December 15, 2010
The Politics of Building Green
In spite of some starting troubles, it turns out that the recently concluded climate-change talks at Cancun might well be a landmark event in the politics of sustainability. The United Nations Framework Convention on Climate Change has miraculously avoided the usual political blame game between developed and developing nations. The talks have ended in a […]
In spite of some starting troubles, it turns out that the recently concluded climate-change talks at Cancun might well be a landmark event in the politics of sustainability. The United Nations Framework Convention on Climate Change has miraculously avoided the usual political blame game between developed and developing nations. The talks have ended in a near-unanimous agreement on climate change, including a commitment to reduce green house gas emissions and a fund to help vulnerable countries. But a network of 40 international environmental and business leaders, led by the Green Building Councils (GBCs), is calling for a closer look at how the built environment is implicated in the agreements at Cancun.
The Global Leadership in Our Built Environment (GLOBE) Alliance is urging governments to explicitly recognize that sustainable building and infrastructure are a key component of the battle against climate change. “While diplomats try to hammer out a new agreement on climate, the world is not stopping its economic development. China is projected to build the equivalent of 10 New York Cities over the next decade,” quipped Jane Henley, CEO of the World Green Building Council (WGBC).
The release of the Cancun agreements (available as pdfs here and here) seems to confirm their fears that governments might be choosing to conveniently ignore how buildings and infrastructure contribute to greenhouse gas emissions. The agreements occasionally refer to “land use;” and while they speak at great length about the reduction of forest cover, they don’t really take a stand on unsustainable construction.
The GLOBE alliance has put out a Call to Action which, though released a full week before the Cancun agreements, seems to apply the broad measures of the agreements to the building and construction industries in particular. The alliance asks first that governments must recognize that across all sectors in all economies, the building sector has the greatest potential to cost-effectively reduce emissions. The alliance then calls for more investment in sustainable building technologies, and a focus on better ways of measuring a building’s performance in terms of emissions. And predicting some of the features of the Cancun agreements, the call to action also suggests better mechanisms for sharing knowledge and sustainable practices between developed and developing countries.
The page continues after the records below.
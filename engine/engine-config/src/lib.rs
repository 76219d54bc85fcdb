//! Centralized configuration loading from config.toml.
//!
//! This crate provides the configuration structs and loading logic shared
//! by every component that drives a search.
//!
//! # Configuration Priority
//!
//! Settings are loaded with the following priority (highest to lowest):
//! 1. Environment variables (`PLAYOUT_<SECTION>_<KEY>`)
//! 2. config.toml file
//! 3. Built-in defaults (config.defaults.toml)
//!
//! # Environment Variable Override Pattern
//!
//! ```text
//! PLAYOUT_<SECTION>_<KEY>=value
//!
//! Examples:
//!     PLAYOUT_MCTS_NUM_SIMULATIONS=5000
//!     PLAYOUT_MCTS_MAX_CHILDREN=8
//!     PLAYOUT_MCTS_REUSE_TREE=true
//!     PLAYOUT_ROLLOUT_MAX_PLIES=400
//! ```

mod defaults;
mod loader;
mod structs;

pub use defaults::*;
pub use loader::{apply_env_overrides, load_config, load_from_path, CONFIG_SEARCH_PATHS};
pub use structs::*;
//! MCTS tree node representation.
//!
//! Each node represents a game state reached by playing a move from the parent.
//! Nodes store the win/visit statistics used for UCT selection and for the
//! final move ranking.

use engine_core::GameState;

/// Index into the node arena. Using a newtype for type safety.
#[derive(Debug, Clone, Copy, PartialEq, Eq, Hash, PartialOrd, Ord)]
pub struct NodeId(pub u32);

impl NodeId {
    pub const NONE: NodeId = NodeId(u32::MAX);

    pub fn is_none(self) -> bool {
        self == Self::NONE
    }

    pub fn is_some(self) -> bool {
        !self.is_none()
    }

    #[inline]
    pub(crate) fn index(self) -> usize {
        self.0 as usize
    }
}

/// A node in the MCTS tree.
#[derive(Debug, Clone)]
pub struct MctsNode<S: GameState> {
    /// Parent node index (NONE for root)
    pub parent: NodeId,

    /// Move that led to this node from parent (None for root)
    pub incoming_move: Option<S::Move>,

    /// Game position at this node, owned exclusively by the node
    pub state: S,

    /// Rollouts through this node won by the player who made `incoming_move`
    pub wins: u32,

    /// Number of rollouts backpropagated through this node
    pub simulations: u32,

    /// Ply depth from the root (root = 0)
    pub node_level: u32,

    /// Children in insertion order. Empty until the node is expanded.
    pub children: Vec<NodeId>,
}

impl<S: GameState> MctsNode<S> {
    /// Create a new root node.
    pub fn new_root(state: S) -> Self {
        Self {
            parent: NodeId::NONE,
            incoming_move: None,
            state,
            wins: 0,
            simulations: 0,
            node_level: 0,
            children: Vec::new(),
        }
    }

    /// Create a detached child node. Parent link and level are set when the
    /// node is attached with [`MctsTree::add_child`](crate::MctsTree::add_child).
    pub fn new_child(state: S, incoming_move: S::Move) -> Self {
        Self {
            incoming_move: Some(incoming_move),
            ..Self::new_root(state)
        }
    }

    /// Fraction of rollouts won, 0.0 if never visited.
    #[inline]
    pub fn win_rate(&self) -> f64 {
        if self.simulations == 0 {
            0.0
        } else {
            self.wins as f64 / self.simulations as f64
        }
    }

    #[inline]
    pub fn is_root(&self) -> bool {
        self.parent.is_none()
    }

    /// Check if this node has been expanded (has children).
    #[inline]
    pub fn is_expanded(&self) -> bool {
        !self.children.is_empty()
    }
}

#[cfg(test)]
mod tests {
    use super::*;
    use crate::testing::{forced_single_win, ScriptedGame};

    #[test]
    fn test_node_id_none() {
        assert!(NodeId::NONE.is_none());
        assert!(!NodeId::NONE.is_some());
        assert!(!NodeId(0).is_none());
        assert!(NodeId(0).is_some());
    }

    #[test]
    fn test_new_root() {
        let node = MctsNode::new_root(forced_single_win());

        assert!(node.is_root());
        assert!(node.incoming_move.is_none());
        assert_eq!(node.simulations, 0);
        assert_eq!(node.wins, 0);
        assert_eq!(node.node_level, 0);
        assert!(!node.is_expanded());
    }

    #[test]
    fn test_new_child_carries_move() {
        let node: MctsNode<ScriptedGame> = MctsNode::new_child(forced_single_win(), "win");
        assert_eq!(node.incoming_move, Some("win"));
        assert!(node.children.is_empty());
    }

    #[test]
    fn test_win_rate() {
        let mut node = MctsNode::new_root(forced_single_win());

        // Unvisited
        assert!(node.win_rate().abs() < 1e-12);

        // After visits
        node.simulations = 4;
        node.wins = 3;
        assert!((node.win_rate() - 0.75).abs() < 1e-12);
    }
}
This is not to say that the built environment has received no attention from the powers-that-be. India’s Environment Minister Jairam Ramesh, who played a key role at Cancun, is also busy back home dragging some very influential developers to court for flouting environmental building regulations. The China Green Building Council, established only two years ago, is developing its own rating systems, and co-operating with other GBCs worldwide. The China GBC is an active member of the GLOBE alliance.
However, these scattered measures need to be united by a global political urgency. The Cancun agreements have shown us that such a common political will can be rallied. If some of that will can be directed at the construction sector, we can work much faster at building a greener world.